Angela Ponce for NPR

When Karina Ahuanari's mother Teresa died of COVID on April 24, 2020, at a hospital in Peru's port city of Iquitos, their family had no idea what happened to her body.

At the time, the country was in lockdown and people couldn't leave their homes. Despite the COVID restrictions, Ahuanari's brother and sister-in-law went to the hospital to try to find the matriarch of their family.

The scene at Loreto Regional Hospital was chaotic. Other relatives were seeking information about their loved ones — and harried workers attempted to attend to both the dying and the dead. At first, Teresa was listed as having been cremated, says Ahuanari. Then officials announced that, no, cremations had been suspended. Teresa's name showed up a few days later on a list of the buried, but no one could tell Ahuanari where the body actually was.

"We had nowhere to turn to get the answer to the question 'Where is my mom?' " she says. "That was the whole month of May. In June, we found out from the press and social media that the bodies had been dumped" in a mass grave on the outskirts of Iquitos.

Teresa is believed to be one of more than 400 COVID victims buried there. For more than a year, the Ahuanaris and other families have been trying to get their loved ones' bodies exhumed, identified and reburied in what they view as a proper resting spot. But for many reasons, that's complicated.

A burial site in a clearing in the jungle

The mass grave is in a clearing in the jungle just off a muddy dirt track. The path looks like a timber road. It's deeply rutted and impossible to drive over in a car or even a pickup truck.

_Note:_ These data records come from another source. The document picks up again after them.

//-
// Copyright (c) 2023, Jason Lingle
//
// This file is part of Polliwog.
//
// Polliwog is free software: you can redistribute it and/or modify it under
// the terms of the GNU General Public License as published by the Free
// Software Foundation, either version 3 of the License, or (at your option)
// any later version.
//
// Polliwog is distributed in the hope that it will be useful, but WITHOUT ANY
// WARRANTY; without even the implied warranty of MERCHANTABILITY or FITNESS
// FOR A PARTICULAR PURPOSE. See the GNU General Public License for more
// details.
//
// You should have received a copy of the GNU General Public License along with
// Polliwog. If not, see <http://www.gnu.org/licenses/>.

use tokio::io::AsyncWrite;

use super::defs::*;
use crate::account::model::*;
use crate::account::selected::SelectedMailbox;
use crate::backend::{LoginProvider, MailboxHandle};
use crate::imap::response_writer::ResponseWriter;
use crate::support::error::Error;

impl<L: LoginProvider> CommandProcessor<L> {
    pub(super) async fn cmd_search<W: AsyncWrite + Unpin>(
        &mut self,
        cmd: s::SearchCommand<'_>,
        w: &mut ResponseWriter<W>,
        uid: bool,
    ) -> CmdResult {
        if let Some(ref charset) = cmd.charset {
            if !charset.eq_ignore_ascii_case("US-ASCII")
                && !charset.eq_ignore_ascii_case("UTF-8")
            {
                return Err(no(
                    Some(s::RespTextCode::BadCharset(())),
                    "Unsupported charset",
                ));
            }
        }

        let selected = selected!(self)?;
        if uid {
            selected.view.hide_expunged();
        }

        let mut queries = Vec::with_capacity(cmd.keys.len());
        for key in &cmd.keys {
            queries.push(translate_key(&selected.view, key)?);
        }

        let hits = selected
            .mailbox
            .search(&SearchRequest { queries })
            .await
            .map_err(map_error! {
                self,
                BadCharset => (No, Some(s::RespTextCode::BadCharset(()))),
            })?;

        let selected = selected!(self)?;
        let numbers: Vec<u32> = if uid {
            hits.iter()
                .filter(|&&hit| selected.view.is_addressable(hit))
                .map(|&hit| hit.0.get())
                .collect()
        } else {
            hits.iter()
                .filter_map(|&hit| selected.view.uid_to_seqnum(hit))
                .map(|seqnum| seqnum.0.get())
                .collect()
        };

        w.send_untagged(s::Response::Search(numbers))
            .map_err(|_| bye("Output failed"))?;
        Ok(ok(None, "SEARCH completed"))
    }
}

/// Lower a wire search key into the backend model, resolving everything
/// that depends on the connection's view: sequence sets, `*`, and the
/// `\Recent` session state.
fn translate_key(
    view: &SelectedMailbox,
    key: &s::SearchKey<'_>,
) -> PartialResult<SearchQuery> {
    use s::SimpleSearchKey as SS;

    let parse_error = || {
        bad(
            Some(s::RespTextCode::Parse(())),
            "Unparsable sequence set in search key",
        )
    };

    Ok(match *key {
        s::SearchKey::Simple(simple) => match simple {
            SS::All => SearchQuery::All,
            SS::Answered => SearchQuery::Answered,
            SS::Deleted => SearchQuery::Deleted,
            SS::Flagged => SearchQuery::Flagged,
            SS::Seen => SearchQuery::Seen,
            SS::Unanswered => SearchQuery::Unanswered,
            SS::Undeleted => SearchQuery::Undeleted,
            SS::Unflagged => SearchQuery::Unflagged,
            SS::Unseen => SearchQuery::Unseen,
            SS::Draft => SearchQuery::Draft,
            SS::Undraft => SearchQuery::Undraft,
            SS::Recent => SearchQuery::UidSet(recent_set(view)),
            SS::Old => SearchQuery::Not(Box::new(SearchQuery::UidSet(
                recent_set(view),
            ))),
            SS::New => SearchQuery::And(vec![
                SearchQuery::UidSet(recent_set(view)),
                SearchQuery::Unseen,
            ]),
        },

        s::SearchKey::Text(ref text) => {
            let value = text.value.clone().into_owned();
            match text.typ {
                s::TextSearchKeyType::Bcc => SearchQuery::Bcc(value),
                s::TextSearchKeyType::Body => SearchQuery::Body(value),
                s::TextSearchKeyType::Cc => SearchQuery::Cc(value),
                s::TextSearchKeyType::From => SearchQuery::From(value),
                s::TextSearchKeyType::Subject => {
                    SearchQuery::Subject(value)
                },
                s::TextSearchKeyType::Text => SearchQuery::Text(value),
                s::TextSearchKeyType::To => SearchQuery::To(value),
            }
        },

        s::SearchKey::Date(ref date) => match date.typ {
            s::DateSearchKeyType::Before => SearchQuery::Before(date.date),
            s::DateSearchKeyType::On => SearchQuery::On(date.date),
            s::DateSearchKeyType::Since => SearchQuery::Since(date.date),
            s::DateSearchKeyType::SentBefore => {
                SearchQuery::SentBefore(date.date)
            },
            s::DateSearchKeyType::SentOn => SearchQuery::SentOn(date.date),
            s::DateSearchKeyType::SentSince => {
                SearchQuery::SentSince(date.date)
            },
        },

        s::SearchKey::Keyword(ref flag) => {
            SearchQuery::Keyword(flag.to_string())
        },
        s::SearchKey::Unkeyword(ref flag) => {
            SearchQuery::Unkeyword(flag.to_string())
        },
        s::SearchKey::Header(ref header) => SearchQuery::Header(
            header.header.clone().into_owned(),
            header.value.clone().into_owned(),
        ),
        s::SearchKey::Larger(size) => SearchQuery::Larger(size),
        s::SearchKey::Smaller(size) => SearchQuery::Smaller(size),
        s::SearchKey::Not(ref inner) => {
            SearchQuery::Not(Box::new(translate_key(view, inner)?))
        },
        s::SearchKey::Or(ref or) => SearchQuery::Or(
            Box::new(translate_key(view, &or.a)?),
            Box::new(translate_key(view, &or.b)?),
        ),
        s::SearchKey::Uid(ref raw) => SearchQuery::UidSet(
            SeqRange::parse(raw, view.uid_splat())
                .ok_or_else(parse_error)?,
        ),
        s::SearchKey::Seqnum(ref raw) => {
            let max = view.max_seqnum().unwrap_or(Seqnum::MIN);
            let seqnums =
                SeqRange::parse(raw, max).ok_or_else(parse_error)?;
            SearchQuery::UidSet(view.seqnum_range_to_uid(&seqnums))
        },
        s::SearchKey::And(ref keys) => {
            let mut queries = Vec::with_capacity(keys.len());
            for key in keys {
                queries.push(translate_key(view, key)?);
            }
            SearchQuery::And(queries)
        },
    })
}

fn recent_set(view: &SelectedMailbox) -> SeqRange<Uid> {
    let mut set = SeqRange::new();
    for uid in view.recent_uids() {
        set.append(uid);
    }
    set
}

When Ahuanari and her siblings go out to visit it, they walk the last quarter mile as if they're wandering into the forest. Then they turn right into the clearing.

View of the mass grave in Iquitos where people who died from coronavirus were secretly buried in 2020. Angela Ponce for NPR

Angela Ponce for NPR

"This whole area was wide open," Ahuanari says about the first time she came to the mass grave site last year. "There wasn't a single cross. Only some small little blue flags" which mark the locations of the bodies.

Now there are dozens of crosses and small shrines, some with photos of the deceased spread across the red soil.

The existence of the mass grave only came to light after local journalists found it in June 2020. Hundreds of people flocked to the spot seeking relatives who'd gone missing during the pandemic. But all they found at that point was what the local paper described as a "slab of earth sealed by a steamroller."

Months after the grave was uncovered, the local government put up a gate outside the muddy field and officially declared the site the "COVID-19 Cemetery." The health department released a diagram of the site identifying where each body was supposedly buried — in graves with bodies stacked three to a hole. It also showed which level the body was located: on top, in the middle or on the bottom.

But Ahuanari says, given the initial secrecy around the burial plot, she and her siblings don't have faith that officials really know where the bodies are — or if their mother is actually in the second level of the grave where they say she is.

Community members added crosses and other markers to the locations where they were told people were buried in the mass grave in Iquitos. The mass grave was later renamed the COVID-19 Cemetery but many family members still want to exhume the bodies and move them to individual graves in the San Juan Bautiste Cemetery nearby. Angela Ponce for NPR

Angela Ponce for NPR

An overwhelming number of bodies

In Peru, deaths from COVID came so quickly that the health care system couldn't keep up.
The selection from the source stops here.